7. В трансдукцию Са2+ из рианодин- в IP3-чувствительные ВД вовлекаются микротрубочки, в перемещении Са2+ в обратном направлении – из IP3- в рианодинчувствительные ВД участвуют микрофиламенты.
Апробация работы. Материалы диссертации были представлены на 25 международных научных конференциях: «Актуальные проблемы биологии в животноводстве» (Боровск, 1995; 2000), «Проблемы индивидуального развития с.-х. животных» (Киев, 1997), «Селекционно-генетические и биотехнологические методы консолидации новообразованных пород и типов сельскохозяйственных животных» (Киев, 1999), «Повышение эффективности ведения свиноводства» (Быково, 2000), «Современные проблемы развития животноводства» (Жодино, 2000), «Рецепция и внутриклеточная сигнализация» (Пущино, 2005; 2007; 2009; 2011), «Современные достижения и проблемы биотехнологии сельскохозяйственных животных» (Дубровицы, 2002; 2003; 2004; 2006), «Современные проблемы селекции и племенного дела в животноводстве» (С.-Петербург–Пушкин, 2002), «Актуальные проблемы интенсификации производства продукции животноводства» (Жодино, 2005), «Актуальные проблемы биологии в животноводстве» (Боровск, 2006), II Съезд общества клеточной биологии (С.-Петербург, 2007), «Проблемы повышения эффективности производства животноводческой продукции» (Жодино, 2008), «Современные достижения и проблемы биотехнологии сельскохозяйственных животных: роль нанотехнологий в реализации приоритетных задач биотехнологии» (Дубровицы, 2008; 2009), «Достижения в генетике, селекции и воспроизводстве сельскохозяйственных животных» (С.-Петербург–Пушкин, 2009), «Пути интенсификации отрасли свиноводства в странах СНГ» (Гродно, 2009), «Биологические ресурсы» (Киров, 2010), «Инновационные технологии в животноводстве» (Жодино, 2010), «Современные технологии сельскохозяйственного производства» (Гродно, 2011), «Повышение интенсивности и конкурентноспособности отраслей животноводства» (Жодино, 2011), «Теоретические и практические аспекты оологии в современной зоологии» (Киев, 2011), Всероссийских симпозиумах «Биология клетки в культуре», «Клеточная биология на пороге XXI века», «Стволовые клетки, регенерация, клеточная терапия», «Культивируемые клетки как основа клеточных технологий» и «Внутриклеточная сигнализация, транспорт, цитоскелет» (С.-Петербург, 1999, 2001; 2003; 2004; 2006; 2007; 2009; 2012).
Публикации результатов исследования.
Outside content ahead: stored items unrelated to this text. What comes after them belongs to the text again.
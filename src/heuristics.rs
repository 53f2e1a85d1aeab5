//! Admissible distance estimates used to order the A* frontier.
//!
//! Both estimates are consistent: a single blank move changes either of them
//! by at most one, which is also the cost of the move.
use crate::engine::{goal_index, position, Board, BLANK};
use std::fmt;
use std::str::FromStr;

/// Which heuristic the solver binds for a run.
#[derive(Clone, Copy, Debug, Default, PartialEq, Eq, Hash)]
pub enum Heuristic {
    /// h1: number of tiles not on their goal cell.
    MisplacedTiles,
    /// h2: sum of every tile's Manhattan distance to its goal cell.
    #[default]
    Manhattan,
}

impl Heuristic {
    /// Estimates the number of moves left to reach the goal from `board`.
    pub fn evaluate(self, board: &Board) -> u32 {
        match self {
            Heuristic::MisplacedTiles => misplaced_tiles(board),
            Heuristic::Manhattan => manhattan_distance(board),
        }
    }

    /// Short identifier accepted on the command line.
    pub fn id(self) -> &'static str {
        match self {
            Heuristic::MisplacedTiles => "h1",
            Heuristic::Manhattan => "h2",
        }
    }
}

impl fmt::Display for Heuristic {
    fn fmt(&self, f: &mut fmt::Formatter<'_>) -> fmt::Result {
        f.write_str(self.id())
    }
}

impl FromStr for Heuristic {
    type Err = String;

    fn from_str(s: &str) -> Result<Self, Self::Err> {
        match s.trim().to_ascii_lowercase().as_str() {
            "h1" | "1" | "misplaced" => Ok(Heuristic::MisplacedTiles),
            "h2" | "2" | "manhattan" => Ok(Heuristic::Manhattan),
            other => Err(format!(
                "unknown heuristic '{}', expected h1 (misplaced) or h2 (manhattan)",
                other
            )),
        }
    }
}

/// Counts the numbered tiles that are not on their goal cell.
///
/// The blank is never counted, so the result is 0 exactly on the goal board.
///
/// # Examples
/// ```
/// use puzzle24_solver::engine::{Board, Direction};
/// use puzzle24_solver::heuristics::misplaced_tiles;
///
/// let goal = Board::goal();
/// assert_eq!(misplaced_tiles(&goal), 0);
/// let one_move = goal.apply_move(Direction::Left).unwrap();
/// assert_eq!(misplaced_tiles(&one_move), 1);
/// ```
pub fn misplaced_tiles(board: &Board) -> u32 {
    board
        .tiles()
        .iter()
        .enumerate()
        .filter(|&(index, &tile)| tile != BLANK && goal_index(tile) != index)
        .count() as u32
}

/// Sums, over all numbered tiles, the row distance plus the column distance
/// between the tile's cell and its goal cell.
pub fn manhattan_distance(board: &Board) -> u32 {
    board
        .tiles()
        .iter()
        .enumerate()
        .filter(|&(_, &tile)| tile != BLANK)
        .map(|(index, &tile)| {
            let (r, c) = position(index);
            let (goal_r, goal_c) = position(goal_index(tile));
            (r.abs_diff(goal_r) + c.abs_diff(goal_c)) as u32
        })
        .sum()
}
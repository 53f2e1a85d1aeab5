use crate::engine::Board;
use crate::error::BoardShapeError;

/// Parses a comma-separated list of tile numbers into a `Board`.
///
/// Tokens are trimmed of surrounding whitespace, so `"1, 2, 3"` and `"1,2,3"`
/// are equivalent. The list must name every tile `0..=24` exactly once, in
/// row-major order, with `0` standing for the blank.
///
/// # Errors
/// Returns a [`BoardShapeError`] if a token is not a number, a number is out of
/// range or repeated, or there are not exactly 25 tokens.
///
/// # Examples
/// ```
/// use puzzle24_solver::utils::board_from_csv;
///
/// let board = board_from_csv(
///     "1,2,3,4,5,6,7,8,9,10,11,12,13,14,15,16,17,18,19,20,21,22,23,24,0",
/// )
/// .unwrap();
/// assert!(board.is_goal());
///
/// assert!(board_from_csv("1,2,3").is_err());
/// assert!(board_from_csv("a,b,c").is_err());
/// ```
pub fn board_from_csv(s: &str) -> Result<Board, BoardShapeError> {
    let mut labels = Vec::with_capacity(25);
    for token in s.trim().split(',').map(str::trim) {
        let value: u32 = token.parse().map_err(|_| BoardShapeError::NotANumber {
            token: token.to_string(),
        })?;
        let label =
            u8::try_from(value).map_err(|_| BoardShapeError::TileOutOfRange { tile: value })?;
        labels.push(label);
    }
    Board::from_tiles(&labels)
}

/// Formats a board as the comma-separated form accepted by [`board_from_csv`].
pub fn board_to_csv(board: &Board) -> String {
    board
        .tiles()
        .iter()
        .map(|tile| tile.to_string())
        .collect::<Vec<_>>()
        .join(",")
}
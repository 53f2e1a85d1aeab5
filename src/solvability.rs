//! Inversion-parity solvability check.
//!
//! Read the numbered tiles in row-major order, skipping the blank, and count
//! the pairs that appear in the wrong relative order. Sliding the blank left or
//! right leaves that order untouched. Sliding it up or down carries one tile
//! past the `BOARD_WIDTH - 1 = 4` tiles between its old and new cell, which
//! flips exactly 4 pairs. Every legal move therefore changes the inversion
//! count by an even amount. The goal has no inversions, so on this odd-width
//! board a position is solvable exactly when its inversion count is even. The
//! blank's row only enters the rule on even-width boards, where a vertical
//! move flips an odd number of pairs.
use crate::engine::{Board, BLANK};

/// Counts pairs of numbered tiles whose row-major order disagrees with the goal.
pub fn inversion_count(board: &Board) -> usize {
    let tiles: Vec<u8> = board
        .tiles()
        .iter()
        .copied()
        .filter(|&tile| tile != BLANK)
        .collect();

    tiles
        .iter()
        .enumerate()
        .map(|(i, &tile)| tiles[i + 1..].iter().filter(|&&later| later < tile).count())
        .sum()
}

/// Returns `true` if the goal can be reached from `board`.
///
/// # Examples
/// ```
/// use puzzle24_solver::engine::Board;
/// use puzzle24_solver::solvability::is_solvable;
///
/// assert!(is_solvable(&Board::goal()));
///
/// let mut swapped = Board::goal().tiles().to_vec();
/// swapped.swap(0, 1);
/// assert!(!is_solvable(&Board::from_tiles(&swapped).unwrap()));
/// ```
pub fn is_solvable(board: &Board) -> bool {
    inversion_count(board) % 2 == 0
}
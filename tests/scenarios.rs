use puzzle24_solver::engine::{Board, Direction};
use puzzle24_solver::error::{BoardShapeError, PuzzleError};
use puzzle24_solver::heuristics::Heuristic;
use puzzle24_solver::solvability::{inversion_count, is_solvable};
use puzzle24_solver::solver::{solve, solve_tiles, SearchOptions};
use puzzle24_solver::utils::board_from_csv;
use test_case::test_case;

const INITIAL_SET: &str = "2,11,0,4,5,6,1,3,9,12,8,19,13,7,10,18,17,14,15,20,16,21,22,23,24";

fn options(heuristic: Heuristic) -> SearchOptions {
    SearchOptions::default().with_heuristic(heuristic)
}

#[test_case(Heuristic::MisplacedTiles; "h1")]
#[test_case(Heuristic::Manhattan; "h2")]
fn test_start_at_goal(heuristic: Heuristic) {
    let solution = solve(&Board::goal(), options(heuristic)).unwrap();
    assert!(solution.moves.is_empty());
    assert_eq!(solution.cost, 0);
    assert!(solution.stats.nodes_expanded <= 1);
}

#[test_case(Direction::Up; "blank up")]
#[test_case(Direction::Left; "blank left")]
fn test_one_move_from_goal(direction: Direction) {
    let start = Board::goal().apply_move(direction).unwrap();
    for heuristic in [Heuristic::MisplacedTiles, Heuristic::Manhattan] {
        let solution = solve(&start, options(heuristic)).unwrap();
        assert_eq!(solution.moves, vec![direction.opposite()]);
        assert_eq!(solution.cost, 1);
    }
}

#[test]
fn test_initial_set_classification() {
    let board = board_from_csv(INITIAL_SET).unwrap();
    assert_eq!(inversion_count(&board), 40);
    assert!(is_solvable(&board));
}

/// h2 alone needs about 2.5 million expansions for this 50-move board, and h1
/// needs many times more memory and time. Run with `cargo test --release -- --ignored`.
#[test]
#[ignore]
fn test_initial_set_h2_expands_no_more_than_h1() {
    let board = board_from_csv(INITIAL_SET).unwrap();
    let h2 = solve(&board, options(Heuristic::Manhattan)).unwrap();
    let h1 = solve(&board, options(Heuristic::MisplacedTiles)).unwrap();
    assert_eq!(h1.cost, h2.cost);
    assert!(h2.stats.nodes_expanded <= h1.stats.nodes_expanded);
}

#[test]
fn test_h2_expands_no_more_than_h1_on_scrambles() {
    for seed in 0..10 {
        let start = Board::scrambled(seed, 18);
        let h1 = solve(&start, options(Heuristic::MisplacedTiles)).unwrap();
        let h2 = solve(&start, options(Heuristic::Manhattan)).unwrap();
        assert_eq!(h1.cost, h2.cost, "seed {}", seed);
        assert!(
            h2.stats.nodes_expanded <= h1.stats.nodes_expanded,
            "seed {}: h2 expanded {} > h1 expanded {}",
            seed,
            h2.stats.nodes_expanded,
            h1.stats.nodes_expanded
        );
    }
}

#[test_case(0, 1; "first two tiles")]
#[test_case(3, 19; "distant tiles")]
#[test_case(22, 23; "last two tiles")]
fn test_single_transposition_is_unsolvable(a: usize, b: usize) {
    let mut labels = Board::goal().tiles().to_vec();
    labels.swap(a, b);
    let error = solve_tiles(&labels, SearchOptions::default()).unwrap_err();
    assert!(matches!(error, PuzzleError::Unsolvable { inversions } if inversions % 2 == 1));
}

#[test]
fn test_invalid_shape_is_reported_before_search() {
    let labels: Vec<u8> = (0..24).collect();
    let error = solve_tiles(&labels, SearchOptions::default()).unwrap_err();
    assert_eq!(
        error,
        PuzzleError::InvalidBoardShape(BoardShapeError::WrongLength { found: 24 })
    );
    assert!(error.stats().is_none());
}

#[test]
fn test_moderate_scramble_solution_replays_to_goal() {
    let start = Board::scrambled(2024, 30);
    let solution = solve(&start, options(Heuristic::Manhattan)).unwrap();
    let boards = solution.boards(&start).unwrap();
    assert_eq!(boards.len(), solution.moves.len());
    assert!(boards.last().map_or(start.is_goal(), Board::is_goal));
    assert!(solution.cost <= 30);
}
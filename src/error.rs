use crate::solver::{SearchLimit, SearchStats};
use thiserror::Error;

/// Reasons a sequence of labels is not a valid 5x5 board.
#[derive(Error, Debug, Clone, PartialEq, Eq)]
pub enum BoardShapeError {
    #[error("expected exactly 25 tiles, found {found}")]
    WrongLength { found: usize },
    #[error("tile {tile} is out of range; tiles must be between 0 and 24")]
    TileOutOfRange { tile: u32 },
    #[error("tile {tile} appears more than once")]
    DuplicateTile { tile: u8 },
    #[error("'{token}' is not a tile number")]
    NotANumber { token: String },
}

/// Everything that can stop a board from being solved.
#[derive(Error, Debug, Clone, PartialEq, Eq)]
pub enum PuzzleError {
    #[error("invalid board: {0}")]
    InvalidBoardShape(#[from] BoardShapeError),
    #[error("puzzle is not solvable: {inversions} inversions (odd parity)")]
    Unsolvable { inversions: usize },
    /// The frontier ran dry on a board that passed the parity check. This can
    /// only happen through a bug in move generation, the heuristic or the
    /// solvability check.
    #[error(
        "search exhausted the frontier after expanding {} nodes without reaching the goal",
        .stats.nodes_expanded
    )]
    SearchExhausted { stats: SearchStats },
    #[error(
        "search stopped after reaching {limit} ({} nodes expanded)",
        .stats.nodes_expanded
    )]
    LimitReached {
        limit: SearchLimit,
        stats: SearchStats,
    },
}

impl PuzzleError {
    /// Search statistics gathered before the failure, if the search started at all.
    pub fn stats(&self) -> Option<&SearchStats> {
        match self {
            PuzzleError::SearchExhausted { stats } | PuzzleError::LimitReached { stats, .. } => {
                Some(stats)
            }
            PuzzleError::InvalidBoardShape(_) | PuzzleError::Unsolvable { .. } => None,
        }
    }
}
По материалам диссертации опубликовано 117 научных работ, из них 20 – в журналах, входящих в Перечень ведущих рецензируемых научных журналов и изданий, рекомендованных ВАК («Онтогенез», «Цитология», «Российский физиологический журнал им. И.М. Сеченова», «Theriogenology», «J. Repr. Dev.»).
Структура и объем диссертации. Диссертация изложена на 251 странице, содержит 56 таблиц, 29 рисунков и состоит из следующих разделов: введения, обзора литературы, материалов и методов исследований, результатов собственных исследований, обсуждения, заключения, выводов, практических предложений и библиографического списка, включающего 390 цитируемых источников.